**Task:** Repeat exactly, and only, the lines of the entries below from the one with "variable to read." through the one with "an environment variable.", both ends included.

**Material provided:**
::::

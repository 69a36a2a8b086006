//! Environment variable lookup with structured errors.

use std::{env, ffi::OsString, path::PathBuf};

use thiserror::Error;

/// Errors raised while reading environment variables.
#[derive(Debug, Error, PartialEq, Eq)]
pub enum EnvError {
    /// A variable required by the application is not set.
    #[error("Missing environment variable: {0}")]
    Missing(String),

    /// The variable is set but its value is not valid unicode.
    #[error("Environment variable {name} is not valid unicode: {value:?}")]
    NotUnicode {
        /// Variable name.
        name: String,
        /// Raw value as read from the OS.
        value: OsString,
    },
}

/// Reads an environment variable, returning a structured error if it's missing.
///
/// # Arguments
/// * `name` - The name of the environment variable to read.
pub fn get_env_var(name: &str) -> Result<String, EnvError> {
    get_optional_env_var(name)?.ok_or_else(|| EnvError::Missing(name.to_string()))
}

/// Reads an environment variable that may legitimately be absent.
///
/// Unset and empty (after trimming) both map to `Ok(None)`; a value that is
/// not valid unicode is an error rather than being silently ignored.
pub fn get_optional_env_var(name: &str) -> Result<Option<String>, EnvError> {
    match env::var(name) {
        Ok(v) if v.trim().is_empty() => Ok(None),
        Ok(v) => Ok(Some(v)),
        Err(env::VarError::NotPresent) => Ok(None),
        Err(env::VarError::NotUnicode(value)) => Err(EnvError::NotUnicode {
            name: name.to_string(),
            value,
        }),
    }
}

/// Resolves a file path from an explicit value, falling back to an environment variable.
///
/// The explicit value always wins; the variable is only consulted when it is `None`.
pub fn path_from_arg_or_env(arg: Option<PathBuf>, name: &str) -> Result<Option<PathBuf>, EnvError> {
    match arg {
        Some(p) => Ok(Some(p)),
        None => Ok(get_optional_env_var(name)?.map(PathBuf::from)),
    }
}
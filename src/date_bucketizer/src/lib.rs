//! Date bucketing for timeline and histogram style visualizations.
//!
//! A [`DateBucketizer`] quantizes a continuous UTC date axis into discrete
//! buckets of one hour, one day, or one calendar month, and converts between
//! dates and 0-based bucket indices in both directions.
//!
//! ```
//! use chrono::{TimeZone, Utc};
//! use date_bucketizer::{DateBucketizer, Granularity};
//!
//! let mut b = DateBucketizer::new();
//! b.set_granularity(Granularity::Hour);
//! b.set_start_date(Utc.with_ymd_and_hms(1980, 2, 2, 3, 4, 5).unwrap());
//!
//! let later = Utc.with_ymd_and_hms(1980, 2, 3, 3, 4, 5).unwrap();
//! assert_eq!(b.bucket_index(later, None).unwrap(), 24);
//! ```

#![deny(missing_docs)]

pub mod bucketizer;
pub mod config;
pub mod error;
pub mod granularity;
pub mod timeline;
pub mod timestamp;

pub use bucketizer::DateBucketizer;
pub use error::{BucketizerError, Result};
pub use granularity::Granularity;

::::

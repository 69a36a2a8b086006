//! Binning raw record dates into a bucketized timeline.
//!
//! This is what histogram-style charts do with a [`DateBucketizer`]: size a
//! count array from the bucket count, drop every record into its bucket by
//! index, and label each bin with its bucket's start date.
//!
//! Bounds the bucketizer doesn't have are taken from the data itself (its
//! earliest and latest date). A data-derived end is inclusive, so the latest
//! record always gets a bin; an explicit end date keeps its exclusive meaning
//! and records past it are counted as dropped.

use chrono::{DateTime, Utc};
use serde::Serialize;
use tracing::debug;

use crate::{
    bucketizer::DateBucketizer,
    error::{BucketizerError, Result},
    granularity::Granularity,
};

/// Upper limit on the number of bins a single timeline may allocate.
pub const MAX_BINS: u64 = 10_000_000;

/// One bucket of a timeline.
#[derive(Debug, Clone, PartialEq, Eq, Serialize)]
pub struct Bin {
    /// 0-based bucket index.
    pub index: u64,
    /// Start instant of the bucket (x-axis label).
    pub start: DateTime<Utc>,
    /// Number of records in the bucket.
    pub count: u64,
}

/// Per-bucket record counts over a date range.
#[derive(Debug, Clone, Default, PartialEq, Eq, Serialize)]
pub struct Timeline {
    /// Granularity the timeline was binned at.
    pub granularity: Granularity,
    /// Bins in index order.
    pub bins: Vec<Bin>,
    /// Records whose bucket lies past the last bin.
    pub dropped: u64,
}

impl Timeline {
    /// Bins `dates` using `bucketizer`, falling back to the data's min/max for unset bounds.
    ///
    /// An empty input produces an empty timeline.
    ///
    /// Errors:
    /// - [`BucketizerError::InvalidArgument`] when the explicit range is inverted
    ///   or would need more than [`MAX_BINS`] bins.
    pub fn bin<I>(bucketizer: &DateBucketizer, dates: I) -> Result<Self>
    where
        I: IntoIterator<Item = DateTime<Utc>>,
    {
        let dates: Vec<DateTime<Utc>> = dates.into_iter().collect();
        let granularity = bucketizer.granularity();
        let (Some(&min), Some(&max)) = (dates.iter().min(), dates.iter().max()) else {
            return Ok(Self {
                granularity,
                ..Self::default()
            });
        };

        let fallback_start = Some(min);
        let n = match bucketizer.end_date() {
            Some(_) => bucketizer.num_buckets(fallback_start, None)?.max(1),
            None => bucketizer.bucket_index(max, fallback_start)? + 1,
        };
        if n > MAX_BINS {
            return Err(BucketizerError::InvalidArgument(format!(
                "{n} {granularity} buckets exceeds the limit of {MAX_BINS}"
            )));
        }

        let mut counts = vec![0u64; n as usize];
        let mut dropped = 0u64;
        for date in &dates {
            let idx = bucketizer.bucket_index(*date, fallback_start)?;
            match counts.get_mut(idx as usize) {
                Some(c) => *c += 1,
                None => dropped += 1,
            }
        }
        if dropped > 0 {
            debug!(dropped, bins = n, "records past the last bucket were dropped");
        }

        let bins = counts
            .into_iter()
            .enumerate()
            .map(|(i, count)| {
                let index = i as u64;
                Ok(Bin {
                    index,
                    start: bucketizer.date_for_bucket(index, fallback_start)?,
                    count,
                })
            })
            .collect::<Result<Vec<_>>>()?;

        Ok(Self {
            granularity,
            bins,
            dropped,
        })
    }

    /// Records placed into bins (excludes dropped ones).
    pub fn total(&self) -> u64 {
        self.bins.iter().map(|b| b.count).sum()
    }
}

::::

**Response to the task:**
/// * `name` - The name of the environment variable to read.
pub fn get_env_var(name: &str) -> Result<String, EnvError> {
    get_optional_env_var(name)?.ok_or_else(|| EnvError::Missing(name.to_string()))
}

/// Reads an environment variable that may legitimately be absent.
///
/// Unset and empty (after trimming) both map to `Ok(None)`; a value that is
/// not valid unicode is an error rather than being silently ignored.
pub fn get_optional_env_var(name: &str) -> Result<Option<String>, EnvError> {
    match env::var(name) {
        Ok(v) if v.trim().is_empty() => Ok(None),
        Ok(v) => Ok(Some(v)),
        Err(env::VarError::NotPresent) => Ok(None),
        Err(env::VarError::NotUnicode(value)) => Err(EnvError::NotUnicode {
            name: name.to_string(),
            value,
        }),
    }
}

/// Resolves a file path from an explicit value, falling back to an environment variable.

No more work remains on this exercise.